**TASK**:
What you give back should be exactly the opening lines of the data, ending with the line that contains "summary: bool) ->" and including it.

##### GIVEN DATA

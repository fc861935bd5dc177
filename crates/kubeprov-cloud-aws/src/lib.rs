//! AWS provider for kubeprov
//!
//! Plans EC2 instance creation and executes it through `aws-sdk-ec2`.
//! The security group and subnet are expected to exist already; AWS plans
//! contain no network steps.

pub mod ec2;
pub mod error;
pub mod plan;

pub use ec2::{Ec2Backend, record_from_instance};
pub use error::AwsError;
pub use plan::AwsPlanBuilder;
use colored::Colorize;
use kubeprov_core::config::{DEFAULT_WORK_DIR, expand_home};
use kubeprov_core::{Overrides, ProvisionError, load_request_file};
use kubeprov_inventory::{InventoryStore, SectionKind};
use std::path::{Path, PathBuf};

/// Print the inventory, or the size of each group with `summary`
pub fn show(config: Option<&Path>, overrides: &Overrides, summary: bool) -> anyhow::Result<()> {
    let path = inventory_path(config, overrides)?;
    let store = InventoryStore::new(&path);
    if !store.exists() {
        return Err(ProvisionError::InventoryNotFound(path).into());
    }
    let inventory = store.read(false)?;

    if !summary {
        print!("{}", inventory);
        return Ok(());
    }

    println!("{}", path.display().to_string().cyan());
    for section in inventory.sections() {
        if section.kind == SectionKind::Hosts {
            println!("  {:<16} {}", section.name.bold(), section.entries.len());
        }
    }
    println!("  {} host(s)", inventory.len());
    Ok(())
}

fn inventory_path(config: Option<&Path>, overrides: &Overrides) -> anyhow::Result<PathBuf> {
    let file = load_request_file(config, overrides)?;
    if let Some(path) = file.inventory_path {
        return Ok(expand_home(path));
    }
    let work_dir = match file.work_dir {
        Some(dir) => expand_home(dir),
        None => dirs::home_dir()
            .ok_or_else(|| ProvisionError::config("home directory not found, set work_dir explicitly"))?
            .join(DEFAULT_WORK_DIR),
    };
    Ok(work_dir.join("inventory").join("inventory.cfg"))
}
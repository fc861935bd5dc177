//! kubeprov cloud provisioning
//!
//! Provider abstraction and run orchestration for kubeprov.
//!
//! # Architecture
//!
//! ```text
//! ┌─────────────────────────────────────────────────┐
//! │                  kubeprov CLI                    │
//! │           (kubeprov aws|gce|openstack)           │
//! └─────────────────┬───────────────────────────────┘
//!                   │
//! ┌─────────────────▼───────────────────────────────┐
//! │                kubeprov-cloud                    │
//! │  ┌──────────────────────────────────────────┐   │
//! │  │          ProvisionOrchestrator            │   │
//! │  │  trait PlanBuilder / ProviderBackend      │   │
//! │  └──────────────────────────────────────────┘   │
//! │  ┌──────────────┐  ┌──────────────┐            │
//! │  │ PlanExecutor │  │ Raw records  │            │
//! │  └──────────────┘  └──────────────┘            │
//! └───────┬─────────────────┬─────────────┬─────────┘
//!         │                 │             │
//! ┌───────▼──────┐ ┌────────▼─────┐ ┌─────▼────────┐
//! │     aws      │ │     gce      │ │  openstack   │
//! │  (EC2 API)   │ │ (gcloud CLI) │ │ (openstack)  │
//! └──────────────┘ └──────────────┘ └──────────────┘
//! ```

pub mod executor;
pub mod orchestrator;
pub mod plan;
pub mod provider;
pub mod reachability;
pub mod records;
pub mod report;

#[cfg(any(test, feature = "test-util"))]
pub mod testing;

// Re-exports
pub use executor::{ExecutionReport, PlanExecutor};
pub use orchestrator::{AssumeYes, Confirm, ProvisionOrchestrator, ProvisionOutcome, RunState};
pub use plan::{
    InstanceOptions, Plan, PlanSummary, PortSpec, Protocol, ReachabilityCheck, SSH_PORT, Step,
};
pub use provider::{AuthStatus, PlanBuilder, ProviderBackend};
pub use reachability::{Backoff, ReachabilityProbe, TcpProbe};
pub use records::{InstanceRecord, read_records, write_records};
pub use report::Reporter;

##########

**RESPONSE**:
repository fc861935bd5dc177
filename crates/kubeprov-cloud-aws/src/lib.rs
//! AWS provider for kubeprov
//!
//! Plans EC2 instance creation and executes it through `aws-sdk-ec2`.
//! The security group and subnet are expected to exist already; AWS plans
//! contain no network steps.

pub mod ec2;
pub mod error;
pub mod plan;

pub use ec2::{Ec2Backend, record_from_instance};
pub use error::AwsError;
pub use plan::AwsPlanBuilder;
use colored::Colorize;
use kubeprov_core::config::{DEFAULT_WORK_DIR, expand_home};
use kubeprov_core::{Overrides, ProvisionError, load_request_file};
use kubeprov_inventory::{InventoryStore, SectionKind};
use std::path::{Path, PathBuf};

/// Print the inventory, or the size of each group with `summary`
pub fn show(config: Option<&Path>, overrides: &Overrides, summary: bool) -> anyhow::Result<()> {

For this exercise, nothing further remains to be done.